**ASSIGNMENT**
Line filter on the word "grid": copy each matching line from the entries.

**PROVIDED ENTRIES**
use super::CliError;
use shg_core::common::config::{RunConfig, load_run_config};
use shg_core::modules::{ModuleExecutor, NrcModule};
use std::path::PathBuf;
use tracing::info;

#[derive(clap::Args)]
pub(super) struct RunArgs {
    /// JSON run configuration path; defaults apply when omitted
    #[arg(long)]
    config: Option<PathBuf>,

    /// Directory holding the chi1/zzz/zxx/xxz/xxx tables
    #[arg(long)]
    input_dir: Option<PathBuf>,

    /// Directory the Rpp/Rsp/Rps/Rss tables are written to
    #[arg(long)]
    output_dir: Option<PathBuf>,

    /// Incidence angle in degrees
    #[arg(long)]
    theta: Option<f64>,

    /// Azimuthal angle in degrees
    #[arg(long)]
    phi: Option<f64>,

    /// Electronic density scaling constant (esu)
    #[arg(long)]
    electron_density: Option<f64>,

    /// Number of points on the photon-energy grid
    #[arg(long)]
    energy_count: Option<usize>,
}

impl RunArgs {
    fn into_config(self) -> Result<RunConfig, CliError> {
        let mut config = match &self.config {
            Some(path) => {
                load_run_config(path).map_err(|error| CliError::Compute(error.into()))?
            }
            None => RunConfig::default(),
        };

        if let Some(input_dir) = self.input_dir {
            config.input_dir = input_dir;
        }
        if let Some(output_dir) = self.output_dir {
            config.output_dir = output_dir;
        }
        if let Some(theta) = self.theta {
            config.theta_deg = theta;
        }
        if let Some(phi) = self.phi {
            config.phi_deg = phi;
        }
        if let Some(density) = self.electron_density {
            config.electron_density = density;
        }
        if let Some(count) = self.energy_count {
            config.energy_count = count;
        }
        Ok(config)
    }
}

pub(super) fn run_run_command(args: RunArgs) -> Result<i32, CliError> {
    let config = args.into_config()?;
    info!(
        input_dir = %config.input_dir.display(),
        theta_deg = config.theta_deg,
        phi_deg = config.phi_deg,
        energy_count = config.energy_count,
        "computing nonlinear reflection coefficients"
    );

    let artifacts = NrcModule.execute(&config).map_err(CliError::Compute)?;
    for artifact in &artifacts {
        println!(
            "wrote {}",
            config.output_dir.join(&artifact.relative_path).display()
        );
    }
    info!(artifacts = artifacts.len(), "run completed");
    Ok(0)
}

pub(super) fn run_config_command(args: RunArgs) -> Result<i32, CliError> {
    let config = args.into_config()?;
    let rendered = serde_json::to_string_pretty(&config)
        .map_err(|source| CliError::Internal(source.into()))?;
    println!("{rendered}");
    Ok(0)
}

#[cfg(test)]
mod tests {
    use super::RunArgs;
    use std::fs;
    use std::path::PathBuf;
    use tempfile::TempDir;

    fn bare_args() -> RunArgs {
        RunArgs {
            config: None,
            input_dir: None,
            output_dir: None,
            theta: None,
            phi: None,
            electron_density: None,
            energy_count: None,
        }
    }

    #[test]
    fn defaults_apply_when_no_config_file_is_given() {
        let config = bare_args().into_config().expect("defaults should load");
        assert_eq!(config.theta_deg, 65.0);
        assert_eq!(config.input_dir, PathBuf::from("data/res"));
    }

    #[test]
    fn flags_override_values_from_the_config_file() {
        let temp = TempDir::new().expect("tempdir should be created");
        let path = temp.path().join("run.json");
        fs::write(&path, r#"{ "theta_deg": 45.0, "phi_deg": 10.0 }"#)
            .expect("config should be written");

        let mut args = bare_args();
        args.config = Some(path);
        args.phi = Some(90.0);
        let config = args.into_config().expect("config should load");

        assert_eq!(config.theta_deg, 45.0);
        assert_eq!(config.phi_deg, 90.0);
    }

    #[test]
    fn a_missing_config_file_is_a_compute_error() {
        let mut args = bare_args();
        args.config = Some(PathBuf::from("does/not/exist.json"));
        let error = args.into_config().expect_err("missing config should fail");
        assert_eq!(error.as_shg_error().exit_code(), 3);
    }
}
mod commands;

use clap::Parser;
use shg_core::domain::ShgError;

pub fn run_from_env() -> i32 {
    let args: Vec<String> = std::env::args().collect();
    match parse_and_dispatch(args) {
        Ok(code) => code,
        Err(error) => {
            let compatibility_error = error.as_shg_error();
            eprintln!("{}", compatibility_error.diagnostic_line());
            eprintln!("{}", compatibility_error.fatal_exit_line());
            compatibility_error.exit_code()
        }
    }
}

pub fn run<I, S>(args: I) -> Result<i32, CliError>
where
    I: IntoIterator<Item = S>,
    S: Into<String>,
{
    let full_args = std::iter::once("shg-rs".to_string())
        .chain(args.into_iter().map(Into::into))
        .collect::<Vec<_>>();
    parse_and_dispatch(full_args)
}

fn parse_and_dispatch(args: Vec<String>) -> Result<i32, CliError> {
    match Cli::try_parse_from(&args) {
        Ok(cli) => dispatch_parsed(cli.command),
        Err(err) => match err.kind() {
            clap::error::ErrorKind::DisplayHelp | clap::error::ErrorKind::DisplayVersion => {
                print!("{}", err);
                Ok(0)
            }
            _ => Err(CliError::Usage(err.to_string())),
        },
    }
}

#[derive(Parser)]
#[command(
    name = "shg-rs",
    about = "Second-harmonic nonlinear reflection coefficient calculator"
)]
struct Cli {
    #[command(subcommand)]
    command: CliCommand,
}

#[derive(clap::Subcommand)]
enum CliCommand {
    /// Compute the four reflectivity tables in the configured output directory
    Run(commands::RunArgs),
    /// Print the effective run configuration as JSON without computing
    Config(commands::RunArgs),
}

fn dispatch_parsed(command: CliCommand) -> Result<i32, CliError> {
    match command {
        CliCommand::Run(args) => commands::run_run_command(args),
        CliCommand::Config(args) => commands::run_config_command(args),
    }
}

#[derive(Debug, thiserror::Error)]
pub enum CliError {
    #[error("{0}")]
    Usage(String),
    #[error("{0}")]
    Compute(ShgError),
    #[error(transparent)]
    Internal(#[from] anyhow::Error),
}

impl CliError {
    fn as_shg_error(&self) -> ShgError {
        match self {
            Self::Usage(message) => ShgError::input_validation("INPUT.CLI_USAGE", message.clone()),
            Self::Compute(error) => error.clone(),
            Self::Internal(error) => ShgError::io_system("IO.CLI", format!("{error:#}")),
        }
    }
}
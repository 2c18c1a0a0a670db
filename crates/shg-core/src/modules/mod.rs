pub mod nrc;
pub mod serialization;

mod traits;

pub use nrc::{NrcContract, NrcModule};
pub use traits::ModuleExecutor;
//! Natural cubic spline interpolation over a fixed knot grid.
//!
//! Second derivatives are precomputed once at fit time with a tridiagonal
//! solve; evaluation brackets the query with a binary search and applies the
//! segment polynomial. Queries outside the knot range extrapolate with the
//! boundary segment's cubic, which is deterministic but carries no accuracy
//! guarantee away from the fitted range.

use num_complex::Complex64;

#[derive(Debug, Clone, PartialEq)]
pub struct CubicSpline {
    x: Vec<f64>,
    y: Vec<f64>,
    y2: Vec<f64>,
}

impl CubicSpline {
    /// Fits a natural spline. Knots must be strictly increasing and at least
    /// two; returns `None` otherwise.
    pub fn fit(x: &[f64], y: &[f64]) -> Option<Self> {
        if x.len() < 2 || x.len() != y.len() {
            return None;
        }
        if !super::strictly_increasing(x) {
            return None;
        }

        Some(Self {
            x: x.to_vec(),
            y: y.to_vec(),
            y2: second_derivatives(x, y),
        })
    }

    /// Evaluates the spline; exact at knot points.
    pub fn eval(&self, x: f64) -> f64 {
        let n = self.x.len();
        let hi = match self.x.partition_point(|&knot| knot < x) {
            index if index >= n => n - 1,
            0 => 1,
            index => index,
        };
        let lo = hi - 1;

        let h = self.x[hi] - self.x[lo];
        let a = (self.x[hi] - x) / h;
        let b = (x - self.x[lo]) / h;

        a * self.y[lo]
            + b * self.y[hi]
            + (h * h / 6.0)
                * ((a * a * a - a) * self.y2[lo] + (b * b * b - b) * self.y2[hi])
    }

    pub fn knots(&self) -> &[f64] {
        &self.x
    }
}

/// Natural boundary conditions: second derivative vanishes at both ends.
fn second_derivatives(x: &[f64], y: &[f64]) -> Vec<f64> {
    let n = x.len();
    let mut y2 = vec![0.0; n];
    let mut u = vec![0.0; n];

    for i in 1..n - 1 {
        let sig = (x[i] - x[i - 1]) / (x[i + 1] - x[i - 1]);
        let p = sig * y2[i - 1] + 2.0;
        y2[i] = (sig - 1.0) / p;
        let slope_diff =
            (y[i + 1] - y[i]) / (x[i + 1] - x[i]) - (y[i] - y[i - 1]) / (x[i] - x[i - 1]);
        u[i] = (6.0 * slope_diff / (x[i + 1] - x[i - 1]) - sig * u[i - 1]) / p;
    }

    for i in (0..n - 1).rev() {
        y2[i] = y2[i] * y2[i + 1] + u[i];
    }

    y2
}

/// Complex-valued spline: real and imaginary parts are fit independently.
#[derive(Debug, Clone, PartialEq)]
pub struct ComplexSpline {
    real: CubicSpline,
    imag: CubicSpline,
}

impl ComplexSpline {
    pub fn fit(x: &[f64], values: &[Complex64]) -> Option<Self> {
        let real_part: Vec<f64> = values.iter().map(|value| value.re).collect();
        let imag_part: Vec<f64> = values.iter().map(|value| value.im).collect();

        Some(Self {
            real: CubicSpline::fit(x, &real_part)?,
            imag: CubicSpline::fit(x, &imag_part)?,
        })
    }

    pub fn eval_real(&self, x: f64) -> f64 {
        self.real.eval(x)
    }

    pub fn eval_imag(&self, x: f64) -> f64 {
        self.imag.eval(x)
    }

    pub fn eval(&self, x: f64) -> Complex64 {
        Complex64::new(self.real.eval(x), self.imag.eval(x))
    }
}
use crate::common::config::RunConfig;
use crate::domain::{ComputeArtifact, ComputeResult};

/// Seam between the CLI and a compute module: run the full pipeline for one
/// configuration and report the artifacts written.
pub trait ModuleExecutor {
    fn execute(&self, config: &RunConfig) -> ComputeResult<Vec<ComputeArtifact>>;
}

**OUTPUT**
    /// Number of points on the photon-energy grid
//! Natural cubic spline interpolation over a fixed knot grid.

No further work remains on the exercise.